To Ferdinand Grand
LS5 and AL draft: American Philosophical Society
Passy, Oct. 14. 1778.
I have considered the Note you put into my Hands, containing a Complaint of the Conduct of Capt. Cunningham in the Revenge Privateer. We have no Desire to justify him in any Irregularities he may have committed. On the contrary we are obliged to our Friends who give us Information of the Misconduct of any of our Cruisers, that we may take the Occasion of representing the same to our Government, and recommending more effectual Provision for suppressing, punishing and preventing such Practices in future. By the Papers I have the Honour to send you enclosed, and which I request you would put into the Hands of his Excellency Count d’Aranda, the Care of the Congress to avoid giving Offence to neutral Powers will appear most evident; first in the Commission given to Privateers, wherein it appears that Sureties are taken of their Owners that nothing shall be done by them “inconsistent with the Usage and Customs of Nations,” and those Sureties are obliged to make good all Damages: Courts of Admiralty are regularly established in every one of the United States for judging of such Matters; to which Courts any Person injured may apply and will certainly find Redress. Secondly, in the Proclamation of Congress,6 whereby strict Orders are given to all Officers of armed Vessels to pay a sacred Regard to the Rights of neutral Powers and the Usage and Customs of civilized Nations, &ca. and a Declaration made, that if they transgress they shall not be allowed to claim the Protection of the States, but shall suffer such Punishment as by the Usage and Custom of Nations may be inflicted on them. Lastly, in the particular Care taken by Congress to secure the Property of some Subjects of Portugal (a Power that has not been very favourable to us) altho’ no Reclamation had been made.7 All these will shew that the States give no Countenance to Acts of Piracy; and if Captain Cunningham has been guilty of that Crime he will certainly be punished for it when duely prosecuted: For not only a Regard to Justice in general, but a strong Disposition to cultivate the Friendship of Spain, for whose Sovereign they have the greatest Respect, will induce the Congress to pay great Attention to every Complaint that is properly made and authenticated.8 I have the Honour to be Sir Your most obedient and most humble Servant
Mr. F. Grand.
5. In WTF’s hand. For the background of this letter, see our headnote to the preceding document.

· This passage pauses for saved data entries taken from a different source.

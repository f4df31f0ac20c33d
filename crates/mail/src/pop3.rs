use std::sync::Arc;

use async_trait::async_trait;
use tracing::{debug, info, warn};

use veriflow_core::config::Pop3Config;
use veriflow_core::{CodeMatch, MailMessage, MessageRef, VerifyError};

use crate::backend::{MailBackend, PollSettings};
use crate::extract::find_code;
use crate::mime::decode_message;
use crate::transport::{Connector, LineStream, MailStream};

/// How many of the most recent messages are inspected per poll.
pub const RECENT_WINDOW: usize = 10;

/// One entry of a `LIST` response.
#[derive(Debug, Clone, Copy, PartialEq, Eq)]
pub struct Listing {
    pub index: u32,
    pub size: u64,
}

pub struct Pop3Client {
    stream: LineStream,
}

impl Pop3Client {
    pub async fn start(stream: Box<dyn MailStream>) -> Result<Self, VerifyError> {
        let mut stream = LineStream::new(stream);
        let greeting = stream.read_line().await?;
        if !greeting.starts_with("+OK") {
            return Err(VerifyError::Protocol(format!("unexpected POP3 greeting: {}", greeting)));
        }
        Ok(Self { stream })
    }

    /// Send a command and return the text after `+OK`.
    async fn command(&mut self, command: &str) -> Result<String, VerifyError> {
        self.stream.write_line(command).await?;
        let reply = self.stream.read_line().await?;
        if let Some(rest) = reply.strip_prefix("+OK") {
            return Ok(rest.trim().to_string());
        }
        let verb = command.split_whitespace().next().unwrap_or(command);
        Err(VerifyError::Protocol(format!("POP3 {} failed: {}", verb, reply)))
    }

    /// Read a multi-line body up to the lone `.`, undoing dot-stuffing.
    async fn read_multiline(&mut self) -> Result<Vec<u8>, VerifyError> {
        let mut data = Vec::new();
        loop {
            let line = self.stream.read_raw_line().await?;
            let content = line
                .strip_suffix(b"\r\n")
                .or_else(|| line.strip_suffix(b"\n"))
                .unwrap_or(&line);
            if content == b"." {
                return Ok(data);
            }
            if line.starts_with(b"..") {
                data.extend_from_slice(&line[1..]);
            } else {
                data.extend_from_slice(&line);
            }
        }
    }

    pub async fn login(&mut self, user: &str, pass: &str) -> Result<(), VerifyError> {
        let rejected = |e: VerifyError| VerifyError::Transport(format!("POP3 login rejected: {}", e));
        self.command(&format!("USER {}", user)).await.map_err(rejected)?;
        self.command(&format!("PASS {}", pass)).await.map_err(rejected)?;
        Ok(())
    }

    pub async fn list(&mut self) -> Result<Vec<Listing>, VerifyError> {
        self.command("LIST").await?;
        let data = self.read_multiline().await?;
        let listings = String::from_utf8_lossy(&data)
            .lines()
            .filter_map(|line| {
                let mut parts = line.split_whitespace();
                let index = parts.next()?.parse().ok()?;
                let size = parts.next()?.parse().ok()?;
                Some(Listing { index, size })
            })
            .collect();
        Ok(listings)
    }

    pub async fn retr(&mut self, index: u32) -> Result<Vec<u8>, VerifyError> {
        self.command(&format!("RETR {}", index)).await?;
        self.read_multiline().await
    }

    pub async fn quit(&mut self) -> Result<(), VerifyError> {
        let result = self.command("QUIT").await.map(|_| ());
        self.stream.shutdown().await;
        result
    }
}

/// POP3 backend: scans the newest messages for one from the expected sender.
/// The mailbox is left untouched.
pub struct Pop3Backend {
    config: Pop3Config,
    connector: Arc<dyn Connector>,
    poll: PollSettings,
    expected_sender: String,
}

impl Pop3Backend {
    pub fn new(
        config: Pop3Config,
        connector: Arc<dyn Connector>,
        poll: PollSettings,
        expected_sender: String,
    ) -> Self {
        Self {
            config,
            connector,
            poll,
            expected_sender,
        }
    }

    async fn poll_once(&self) -> Result<Option<CodeMatch>, VerifyError> {
        let stream = self
            .connector
            .connect(&self.config.server, self.config.port)
            .await?;
        let mut client = Pop3Client::start(stream).await?;

        let outcome = self.scan(&mut client).await;

        if let Err(e) = client.quit().await {
            debug!(error = %e, "POP3 QUIT did not complete cleanly");
        }
        outcome
    }

    async fn scan(&self, client: &mut Pop3Client) -> Result<Option<CodeMatch>, VerifyError> {
        client.login(&self.config.user, &self.config.pass).await?;

        let mut indexes: Vec<u32> = client.list().await?.iter().map(|l| l.index).collect();
        indexes.sort_unstable_by(|a, b| b.cmp(a));
        indexes.truncate(RECENT_WINDOW);
        debug!(candidates = indexes.len(), "POP3 listing done");

        let sender = self.expected_sender.to_lowercase();
        for index in indexes {
            let raw = client.retr(index).await?;
            let mail = match decode_message(&raw) {
                Ok(mail) => mail,
                Err(e) => {
                    warn!(index, error = %e, "skipping undecodable message");
                    continue;
                }
            };

            if !mail.from.to_lowercase().contains(&sender) {
                continue;
            }

            if let Some(code) = find_code(&mail.body) {
                info!(index, subject = %mail.subject, "✓ verification code found via POP3");
                return Ok(Some(CodeMatch {
                    code,
                    message: MailMessage {
                        sender: mail.from,
                        subject: mail.subject,
                        body: mail.body,
                        received_ref: MessageRef::Index(index),
                    },
                }));
            }
        }

        Ok(None)
    }
}

#[async_trait]
impl MailBackend for Pop3Backend {
    fn name(&self) -> &'static str {
        "pop3"
    }

    async fn fetch_code(&self, _recipient: &str) -> Result<Option<CodeMatch>, VerifyError> {
        for poll in 1..=self.poll.limit {
            if poll > 1 {
                tokio::time::sleep(self.poll.interval).await;
            }
            if let Some(found) = self.poll_once().await? {
                return Ok(Some(found));
            }
            debug!(poll, limit = self.poll.limit, "no verification mail yet");
        }
        Err(VerifyError::PollTimeout {
            polls: self.poll.limit,
        })
    }
}
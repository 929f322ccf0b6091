//! Retention manager for pruning old check history.

use crate::db::Store;

use std::sync::Arc;
use std::time::Duration;
use tokio::sync::Mutex;

/// How often history is swept.
pub const RETENTION_SWEEP_INTERVAL: Duration = Duration::from_secs(3600);

/// Manager for deleting history past the configured retention period.
pub struct RetentionManager {
    store: Arc<Store>,
    stop: Arc<Mutex<Option<tokio::sync::broadcast::Sender<()>>>>,
}

impl RetentionManager {
    pub fn new(store: Arc<Store>) -> Self {
        Self {
            store,
            stop: Arc::new(Mutex::new(None)),
        }
    }

    /// Start the retention manager background task.
    pub async fn start(&self) {
        let (tx, mut rx) = tokio::sync::broadcast::channel(1);
        {
            let mut stop_guard = self.stop.lock().await;
            if stop_guard.is_some() {
                return;
            }
            *stop_guard = Some(tx);
        }

        let store = self.store.clone();
        tokio::spawn(async move {
            let mut interval = tokio::time::interval(RETENTION_SWEEP_INTERVAL);

            loop {
                tokio::select! {
                    _ = rx.recv() => break,
                    _ = interval.tick() => {
                        process_retention(&store);
                    }
                }
            }
        });
    }

    /// Stop the retention manager.
    pub async fn stop(&self) {
        let mut stop = self.stop.lock().await;
        if let Some(tx) = stop.take() {
            let _ = tx.send(());
        }
    }
}

/// Prune history older than the configured retention. Returns the number removed.
pub fn process_retention(store: &Store) -> usize {
    let settings = match store.settings() {
        Ok(s) => s,
        Err(e) => {
            tracing::error!("RetentionManager: Failed to read settings: {}", e);
            return 0;
        }
    };

    match store.prune_history_older_than(settings.history_retention_days) {
        Ok(removed) => {
            if removed > 0 {
                tracing::info!(
                    "RetentionManager: Pruned {} history entries older than {} days",
                    removed,
                    settings.history_retention_days
                );
            }
            removed
        }
        Err(e) => {
            tracing::error!("RetentionManager: Failed to prune history: {}", e);
            0
        }
    }
}
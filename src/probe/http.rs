//! HTTP checker implementation.

use async_trait::async_trait;
use reqwest::header::{HeaderMap, HeaderName, HeaderValue};
use std::collections::BTreeMap;
use std::error::Error as StdError;
use std::sync::Arc;
use std::time::Duration;
use tokio::time::Instant;

use super::{classify, Checker, HttpOutcome, ProbeError};
use crate::clock::{Clock, SystemClock};
use crate::db::{CheckFormat, CheckResult, Endpoint};

/// Issues GET requests with reqwest and classifies the outcome.
#[derive(Clone)]
pub struct HttpChecker {
    client: reqwest::Client,
    clock: Arc<dyn Clock>,
}

impl HttpChecker {
    pub fn new(user_agent: &str) -> Result<Self, ProbeError> {
        let client = reqwest::Client::builder()
            .user_agent(user_agent)
            .build()
            .map_err(|e| ProbeError::Client(e.to_string()))?;

        Ok(Self {
            client,
            clock: Arc::new(SystemClock),
        })
    }

    pub fn with_clock(mut self, clock: Arc<dyn Clock>) -> Self {
        self.clock = clock;
        self
    }

    /// Check an arbitrary URL under the given contract and time budget.
    pub async fn probe(
        &self,
        url: &str,
        format: CheckFormat,
        timeout_ms: u64,
        headers: &BTreeMap<String, String>,
    ) -> CheckResult {
        let start = Instant::now();
        let outcome = self.fetch(url, timeout_ms, headers).await;
        let latency_ms = start.elapsed().as_millis() as u64;

        classify(format, outcome, latency_ms, self.clock.now_millis())
    }

    async fn fetch(&self, url: &str, timeout_ms: u64, headers: &BTreeMap<String, String>) -> HttpOutcome {
        let headers = match header_map(headers) {
            Ok(h) => h,
            Err(e) => return HttpOutcome::Transport(e),
        };

        let attempt = async {
            let response = self.client.get(url).headers(headers).send().await?;
            let status = response.status();
            // Read the whole body before any parsing.
            let body = response.text().await.map_err(|e| describe(&e));
            Ok::<_, reqwest::Error>((status, body))
        };

        // Dropping the attempt on expiry aborts the request and frees its connection.
        match tokio::time::timeout(Duration::from_millis(timeout_ms), attempt).await {
            Err(_) => HttpOutcome::Timeout { timeout_ms },
            Ok(Err(e)) if e.is_timeout() => HttpOutcome::Timeout { timeout_ms },
            Ok(Err(e)) => HttpOutcome::Transport(describe(&e)),
            Ok(Ok((status, body))) => HttpOutcome::Response {
                status: status.as_u16(),
                reason: status.canonical_reason().unwrap_or("").to_string(),
                body,
            },
        }
    }
}

#[async_trait]
impl Checker for HttpChecker {
    async fn check(&self, endpoint: &Endpoint) -> CheckResult {
        tracing::debug!("Checking {} ({})", endpoint.name, endpoint.url);
        self.probe(&endpoint.url, endpoint.format, endpoint.timeout_ms, &endpoint.headers)
            .await
    }
}

fn header_map(headers: &BTreeMap<String, String>) -> Result<HeaderMap, String> {
    let mut map = HeaderMap::with_capacity(headers.len());
    for (name, value) in headers {
        let key = HeaderName::from_bytes(name.as_bytes())
            .map_err(|e| format!("Invalid header name {:?}: {}", name, e))?;
        let val = HeaderValue::from_str(value)
            .map_err(|e| format!("Invalid value for header {:?}: {}", name, e))?;
        map.insert(key, val);
    }
    Ok(map)
}

/// Flatten an error and its sources into one line.
fn describe(e: &reqwest::Error) -> String {
    let mut message = e.to_string();
    let mut source = e.source();
    while let Some(cause) = source {
        message.push_str(": ");
        message.push_str(&cause.to_string());
        source = cause.source();
    }
    message
}

#[cfg(test)]
mod tests {
    use super::*;
    use crate::clock::ManualClock;
    use crate::db::{Environment, HealthStatus};
    use axum::{http::HeaderMap as AxumHeaders, http::StatusCode, routing::get, Router};
    use std::net::SocketAddr;

    async fn spawn_server() -> SocketAddr {
        let router = Router::new()
            .route("/ok", get(|| async { "OK\n" }))
            .route("/nope", get(|| async { "maintenance" }))
            .route(
                "/json",
                get(|| async {
                    r#"{"status":"healthy","health":[{"dependency":"db","status":"unhealthy","message":"down"}]}"#
                }),
            )
            .route(
                "/unavailable",
                get(|| async { (StatusCode::SERVICE_UNAVAILABLE, "ok") }),
            )
            .route(
                "/slow",
                get(|| async {
                    tokio::time::sleep(Duration::from_secs(5)).await;
                    "ok"
                }),
            )
            .route(
                "/auth",
                get(|headers: AxumHeaders| async move {
                    match headers.get("x-api-key").and_then(|v| v.to_str().ok()) {
                        Some("secret") => (StatusCode::OK, "ok"),
                        _ => (StatusCode::UNAUTHORIZED, "denied"),
                    }
                }),
            );

        let listener = tokio::net::TcpListener::bind("127.0.0.1:0").await.unwrap();
        let addr = listener.local_addr().unwrap();
        tokio::spawn(async move {
            axum::serve(listener, router).await.unwrap();
        });
        addr
    }

    fn endpoint(url: String, format: CheckFormat, timeout_ms: u64) -> Endpoint {
        Endpoint {
            id: "e1".to_string(),
            name: "test".to_string(),
            url,
            format,
            environment: Environment::Development,
            group: None,
            description: None,
            check_interval_seconds: 60,
            timeout_ms,
            headers: BTreeMap::new(),
            public_visible: false,
            webhook_url: None,
            created_at: 0,
            updated_at: 0,
            last_check: None,
        }
    }

    fn checker() -> HttpChecker {
        HttpChecker::new("healthwatch-test")
            .unwrap()
            .with_clock(Arc::new(ManualClock::new(42)))
    }

    #[tokio::test]
    async fn test_ok_text_healthy() {
        let addr = spawn_server().await;
        let result = checker()
            .check(&endpoint(format!("http://{}/ok", addr), CheckFormat::PlainOkText, 2000))
            .await;
        assert_eq!(result.status, HealthStatus::Healthy);
        assert!(result.error.is_none());
        assert_eq!(result.timestamp, 42);
    }

    #[tokio::test]
    async fn test_ok_text_mismatch() {
        let addr = spawn_server().await;
        let result = checker()
            .check(&endpoint(format!("http://{}/nope", addr), CheckFormat::PlainOkText, 2000))
            .await;
        assert_eq!(result.status, HealthStatus::Unhealthy);
        assert_eq!(result.error.as_deref(), Some("Expected \"ok\", got \"maintenance\""));
    }

    #[tokio::test]
    async fn test_json_dependencies() {
        let addr = spawn_server().await;
        let result = checker()
            .check(&endpoint(format!("http://{}/json", addr), CheckFormat::StructuredJson, 2000))
            .await;
        assert_eq!(result.status, HealthStatus::Unhealthy);
        let deps = result.dependencies.unwrap();
        assert_eq!(deps[0].name, "db");
        assert_eq!(deps[0].description.as_deref(), Some("down"));
    }

    #[tokio::test]
    async fn test_non_2xx_is_unhealthy() {
        let addr = spawn_server().await;
        let result = checker()
            .check(&endpoint(format!("http://{}/unavailable", addr), CheckFormat::PlainOkText, 2000))
            .await;
        assert_eq!(result.status, HealthStatus::Unhealthy);
        assert_eq!(result.error.as_deref(), Some("HTTP 503: Service Unavailable"));
    }

    #[tokio::test]
    async fn test_timeout_bounds_latency() {
        let addr = spawn_server().await;
        let result = checker()
            .check(&endpoint(format!("http://{}/slow", addr), CheckFormat::PlainOkText, 300))
            .await;
        assert_eq!(result.status, HealthStatus::Unhealthy);
        assert_eq!(result.error.as_deref(), Some("Timeout after 300ms"));
        assert!(result.latency_ms >= 300, "latency {}", result.latency_ms);
        assert!(result.latency_ms < 2000, "latency {}", result.latency_ms);
    }

    #[tokio::test]
    async fn test_custom_headers_are_sent() {
        let addr = spawn_server().await;
        let mut target = endpoint(format!("http://{}/auth", addr), CheckFormat::PlainOkText, 2000);

        let denied = checker().check(&target).await;
        assert_eq!(denied.error.as_deref(), Some("HTTP 401: Unauthorized"));

        target.headers.insert("X-Api-Key".to_string(), "secret".to_string());
        let allowed = checker().check(&target).await;
        assert_eq!(allowed.status, HealthStatus::Healthy);
    }

    #[tokio::test]
    async fn test_connection_refused_is_unhealthy() {
        let listener = tokio::net::TcpListener::bind("127.0.0.1:0").await.unwrap();
        let addr = listener.local_addr().unwrap();
        drop(listener);

        let result = checker()
            .check(&endpoint(format!("http://{}/ok", addr), CheckFormat::PlainOkText, 2000))
            .await;
        assert_eq!(result.status, HealthStatus::Unhealthy);
        assert!(!result.error.unwrap_or_default().is_empty());
    }

    #[tokio::test]
    async fn test_invalid_header_is_unhealthy() {
        let mut target = endpoint("http://127.0.0.1:9/ok".to_string(), CheckFormat::PlainOkText, 1000);
        target.headers.insert("bad header".to_string(), "x".to_string());

        let result = checker().check(&target).await;
        assert_eq!(result.status, HealthStatus::Unhealthy);
        assert!(result.error.unwrap().starts_with("Invalid header name"));
    }
}
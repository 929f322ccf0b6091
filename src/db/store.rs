//! SQLite database store implementation.

use rusqlite::types::Type;
use rusqlite::{params, Connection, OptionalExtension, Result as SqlResult, Row, Transaction};
use serde::de::DeserializeOwned;
use std::path::Path;
use std::sync::{Arc, Mutex, MutexGuard};
use thiserror::Error;
use tokio::sync::broadcast;

use super::models::*;
use crate::clock::{Clock, SystemClock};

mod embedded {
    refinery::embed_migrations!("migrations");
}

/// Default cap on retained history entries.
pub const DEFAULT_HISTORY_MAX: usize = 1000;

const MS_PER_DAY: i64 = 24 * 60 * 60 * 1000;

const ENDPOINT_COLUMNS: &str = "id, name, url, format, environment, group_name, description, \
     check_interval_seconds, timeout_ms, headers, public_visible, webhook_url, last_check, \
     created_at, updated_at";

/// Database error types.
#[derive(Error, Debug)]
pub enum StoreError {
    #[error("SQLite error: {0}")]
    Sqlite(#[from] rusqlite::Error),
    #[error("Migration error: {0}")]
    Migration(String),
    #[error("JSON error: {0}")]
    Json(#[from] serde_json::Error),
    #[error("invalid {0}")]
    Validation(String),
    #[error("Not found")]
    NotFound,
}

/// Change notifications published by the store.
#[derive(Debug, Clone, PartialEq)]
pub enum StoreEvent {
    EndpointAdded(String),
    EndpointUpdated(String),
    EndpointDeleted(String),
    CheckRecorded(String),
    SettingsChanged(AppSettings),
}

/// Thread-safe database store holding endpoints, check history and settings.
#[derive(Clone)]
pub struct Store {
    conn: Arc<Mutex<Connection>>,
    events: broadcast::Sender<StoreEvent>,
    clock: Arc<dyn Clock>,
    history_max: usize,
}
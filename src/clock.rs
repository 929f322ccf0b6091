//! Wall-clock abstraction for timestamps.
//!
//! Durations are measured with `tokio::time::Instant`; this only covers the
//! epoch-millisecond stamps written to results and records.

use chrono::Utc;

/// Source of epoch-millisecond timestamps.
pub trait Clock: Send + Sync {
    fn now_millis(&self) -> i64;
}

/// The system clock.
#[derive(Debug, Default, Clone, Copy)]
pub struct SystemClock;

impl Clock for SystemClock {
    fn now_millis(&self) -> i64 {
        Utc::now().timestamp_millis()
    }
}

/// Test clock: returns `now`, then advances it by `step`.
#[cfg(test)]
#[derive(Debug)]
pub struct ManualClock {
    now: std::sync::atomic::AtomicI64,
    step: i64,
}

#[cfg(test)]
impl ManualClock {
    pub fn new(start: i64) -> Self {
        Self::stepping(start, 0)
    }

    pub fn stepping(start: i64, step: i64) -> Self {
        Self {
            now: std::sync::atomic::AtomicI64::new(start),
            step,
        }
    }

    pub fn set(&self, now: i64) {
        self.now.store(now, std::sync::atomic::Ordering::SeqCst);
    }
}

#[cfg(test)]
impl Clock for ManualClock {
    fn now_millis(&self) -> i64 {
        self.now.fetch_add(self.step, std::sync::atomic::Ordering::SeqCst)
    }
}
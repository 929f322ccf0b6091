//! Database module.
//!
//! SQLite storage for endpoints, check history and settings, with
//! embedded migrations.

mod models;
mod stats;
mod store;

pub use models::*;
pub use stats::*;
pub use store::*;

6. For the proclamation, issued May 9, see JCC, XI, 486.
7. BF is probably referring to the action of Congress respecting the snow Our Lady of Mount Carmel and St. Anthony and her cargo, property of Portuguese subjects, which was sent into Massachusetts as a prize, and whose owner did not claim her: JCC, XI, 487–9.
8. In the copy made by WTF, BF crossed out the phrase “that is properly made and authenticated” and substituted “publick or private that shall come from thence.”
Grand’s remarks and BF’s interlineations read as follows:
“Ceci est trop General et meriteroit d’étre particularisé surtout dans le Cas present et en faveur de l’Espagne. On pourroit en Consequence ajouter que vous allés (BF: “Nous allons”) informer vous (BF: “nous”) memes le Congrés des plaintes de la Cour et Le porter a Lui en donner la plus prompte et la plus complette Satisfaction (BF: “sur la Meconduite du Cape. Conyngham en desobeissant les ordres du Roy”) attendu qu’il n’y a rien que les 13 Etats ne fassent non Seulement pour Eviter a La Cour d’Espagne tout ce qui pourroit lui etre desagreable mais au Contraire pour Lui prouver combien ils desirent de meriter Sa bienveuillance, et de parvenir a Etablir des relations qui ne lui Laissent Rien a desirer de leur part.”
Our guess is that, starting with the words “Nous allons” BF planned to incorporate Grand’s modified text into his draft. He must have meant this new letter to be addressed to d’Aranda, for he added “Excellency’s” in the complimentary close, making it read: “I have the Honour to be Sir Your Excellency’s most obedient and most humble Servant . …” Eventually, he returned to the idea of writing to Grand: see below, Nov. 3.